Commentary on the Cybercrime Bill 2001

Last Updated: 23 July 2001

On 27th June 2001, the Attorney-General tabled Cybercrime Bill 2001. The Bill implements section 4.2 of the Model Criminal Code ("the MCC") which was released in January 2001. Many of the new offences in the Code are based on the Council of Europe ("CoE") Draft Convention on Cyber-Crime (as at December 2000). The Senate Senate Legal and Constitutional Legislation Committee was asked to undertake an inquiry into the Bill shortly after it was tabled. The Committee report is due to be tabled by 21 August 2001.

The Bill implements changes to the Criminal Code Act 1995 which replace existing computer offences in the Crimes Act which were inserted in 1989. Changes to the existing computer offence provisions are no doubt well overdue. The proliferation of personal computers amd computer networks since that time has created a totally different and more complex legal environment. However, these very changes have also meant that computers are now everyday household items treated not very differently from the household television set. Local area networks, of both the wired and wireless variety, are now becoming common within households and small businesses, making the traditional definition of a telecommunications service somewhat overbroad.

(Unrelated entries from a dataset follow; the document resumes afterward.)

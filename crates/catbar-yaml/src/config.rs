//! Category bar configuration.

use crate::error::ParseError;
use catbar_core::{ColorPalette, ColorToken, DEFAULT_COLOR_RANGE};
use catbar_widgets::{BarLabel, CategoryBar};
use serde::{Deserialize, Serialize};
use std::collections::BTreeMap;

/// Palette preset.
#[derive(Debug, Clone, Copy, PartialEq, Eq, Default, Serialize, Deserialize)]
#[serde(rename_all = "lowercase")]
pub enum Theme {
    /// Light surface
    #[default]
    Light,
    /// Dark surface
    Dark,
}

impl Theme {
    /// Concrete palette for this preset.
    #[must_use]
    pub fn palette(self) -> ColorPalette {
        match self {
            Self::Light => ColorPalette::light(),
            Self::Dark => ColorPalette::dark(),
        }
    }
}

fn default_colors() -> Vec<ColorToken> {
    DEFAULT_COLOR_RANGE.to_vec()
}

const fn default_true() -> bool {
    true
}

/// Declarative description of a category bar.
///
/// ```
/// use catbar_yaml::CategoryBarConfig;
///
/// let config = CategoryBarConfig::from_yaml(
///     "values: [40, 30, 30]\ncolors: [emerald, yellow, rose]\nmarker_value: 55\n",
/// )
/// .unwrap();
/// let bar = config.into_widget();
/// assert_eq!(bar.get_values(), &[40.0, 30.0, 30.0]);
/// ```
#[derive(Debug, Clone, PartialEq, Serialize, Deserialize)]
#[serde(deny_unknown_fields)]
pub struct CategoryBarConfig {
    /// Segment widths
    #[serde(default)]
    pub values: Vec<f64>,
    /// Segment colors
    #[serde(default = "default_colors")]
    pub colors: Vec<ColorToken>,
    /// Marker position
    #[serde(default, skip_serializing_if = "Option::is_none")]
    pub marker_value: Option<f64>,
    /// Marker text (stored, not rendered)
    #[serde(default, skip_serializing_if = "Option::is_none")]
    pub marker_text: Option<BarLabel>,
    /// Show the label row
    #[serde(default = "default_true")]
    pub show_labels: bool,
    /// Explicit boundary labels; `null` entries use the computed value
    #[serde(default, skip_serializing_if = "Option::is_none")]
    pub labels: Option<Vec<Option<BarLabel>>>,
    /// Tooltip text
    #[serde(default, skip_serializing_if = "Option::is_none")]
    pub tooltip: Option<String>,
    /// Animate marker movement
    #[serde(default)]
    pub show_animation: bool,
    /// Extra root classes
    #[serde(default, skip_serializing_if = "Option::is_none")]
    pub class_name: Option<String>,
    /// Pass-through root attributes
    #[serde(default, skip_serializing_if = "BTreeMap::is_empty")]
    pub attributes: BTreeMap<String, String>,
    /// Palette preset
    #[serde(default)]
    pub theme: Theme,
    /// Accessible name
    #[serde(default, skip_serializing_if = "Option::is_none")]
    pub accessible_name: Option<String>,
    /// Test ID
    #[serde(default, skip_serializing_if = "Option::is_none")]
    pub test_id: Option<String>,
}

impl Default for CategoryBarConfig {
    fn default() -> Self {
        Self {
            values: Vec::new(),
            colors: default_colors(),
            marker_value: None,
            marker_text: None,
            show_labels: true,
            labels: None,
            tooltip: None,
            show_animation: false,
            class_name: None,
            attributes: BTreeMap::new(),
            theme: Theme::Light,
            accessible_name: None,
            test_id: None,
        }
    }
}

impl CategoryBarConfig {
    /// Parse a configuration from a YAML string.
    ///
    /// # Errors
    ///
    /// Returns an error if the YAML is invalid or a value is unusable.
    pub fn from_yaml(yaml: &str) -> Result<Self, ParseError> {
        let config: Self = serde_yaml_ng::from_str(yaml)?;
        config.validate()?;
        Ok(config)
    }

    /// Parse a configuration from a JSON string.
    ///
    /// # Errors
    ///
    /// Returns an error if the JSON is invalid or a value is unusable.
    pub fn from_json(json: &str) -> Result<Self, ParseError> {
        let config: Self = serde_json::from_str(json)?;
        config.validate()?;
        Ok(config)
    }

    /// Serialize to a YAML string.
    ///
    /// # Errors
    ///
    /// Returns an error if serialization fails.
    pub fn to_yaml(&self) -> Result<String, ParseError> {
        Ok(serde_yaml_ng::to_string(self)?)
    }

    /// Reject non-finite numbers.
    ///
    /// # Errors
    ///
    /// Returns [`ParseError::InvalidValue`] naming the first offending field.
    pub fn validate(&self) -> Result<(), ParseError> {
        if let Some(i) = self.values.iter().position(|v| !v.is_finite()) {
            return Err(ParseError::InvalidValue {
                field: format!("values[{i}]"),
                message: "must be a finite number".to_string(),
            });
        }
        if self.marker_value.is_some_and(|m| !m.is_finite()) {
            return Err(ParseError::InvalidValue {
                field: "marker_value".to_string(),
                message: "must be a finite number".to_string(),
            });
        }
        Ok(())
    }

    /// Build the widget.
    #[must_use]
    pub fn into_widget(self) -> CategoryBar {
        let mut bar = CategoryBar::new(self.values)
            .colors(self.colors)
            .show_labels(self.show_labels)
            .show_animation(self.show_animation)
            .palette(self.theme.palette());

        if let Some(marker) = self.marker_value {
            bar = bar.marker_value(marker);
        }
        if let Some(text) = self.marker_text {
            bar = bar.marker_text(text);
        }
        if let Some(labels) = self.labels {
            bar = bar.labels(labels);
        }
        if let Some(tooltip) = self.tooltip {
            bar = bar.tooltip(tooltip);
        }
        if let Some(class_name) = self.class_name {
            bar = bar.class_name(class_name);
        }
        for (name, value) in self.attributes {
            bar = bar.attribute(name, value);
        }
        if let Some(name) = self.accessible_name {
            bar = bar.accessible_name(name);
        }
        if let Some(id) = self.test_id {
            bar = bar.with_test_id(id);
        }
        bar
    }
}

A legislative proposal that treats all computers as equal is therefore fraught with danger, especially as many of the offences proposed do not require an element of damage, physical or monetary, as a prerequisite for imposing criminal liability. Caution therefore needs to be exercised to ensure that the new offence provisions have adequately addressed this changed operating environment and that they do not criminalise trivial matters or innocent behaviour.

EFA is concerned that a number of changes have been made to the Model Criminal Code which have not been justified in the Explanatory Memorandum. We note that the same changes have not been made in the recently passed NSW legislation, which makes something of a mockery of the concept of a uniform national Code. While it may be the case that some differences between State and Commonwealth law are necessary (e.g. to cover offences against the Commonwealth), this factor alone does not explain most of the changes made.

EFA's major concerns with the proposed legislation are the assistance order provisions in Schedule 2. The provisions present controversial issues and major difficulties which have been totally ignored in the face of the Bill and in the Explanatory Memorandum.

Many of the problems and security breaches that are being experienced with computer systems today are the result of inadequate security protections, faulty or insecure software, or poorly qualified operators. If confidential information were left lying around in a public place, would we charge the finder with a criminal offence? Yet the equivalent summary offence of unauthorised access (478.1) in the Bill does exactly that. Furthermore, the traditional concepts of cause, knowledge, malicious intent and actual damage appear to be absent from many of the offence provisions.

Specific concerns about the proposed Bill follow.

477.1 Unauthorised access, impairment or impairment with intent to commit a serious offence

Paragraph 477.1 (2) provides for absolute liability to be applied to paragraph 1(b). Absolute liability removes the defence of mistake of fact (Criminal Code Act 1995, s.6.2), yet no case has been made out as to why absolute liability, or even strict liability, should apply to this element of the offence. This provision does not appear in the corresponding paragraph of the Model Criminal Code (MCC) 4.2.4.

Paragraph (3) adds a further provision that is not in the MCC, namely that the prosecution does not need to prove that the defendent knew it was an offence against a Commonwealth, State or Territory law, or a serious offence. This begs the question as to whether intent (477.1 1(d)) can be proven in the absence of mens rea.

The same criticisms apply to paragraph (5).

477.2 Unauthorised modification of data to cause impairment

Paragraph 1(c) removes the element of intent which is present in the corresponding MCC paragraph 4.2.5. No explanation for this change is offered in the Explanatory Memorandum.

The absolute liability provision of paragraph 2 has not been properly justified, and it does not appear in the MCC.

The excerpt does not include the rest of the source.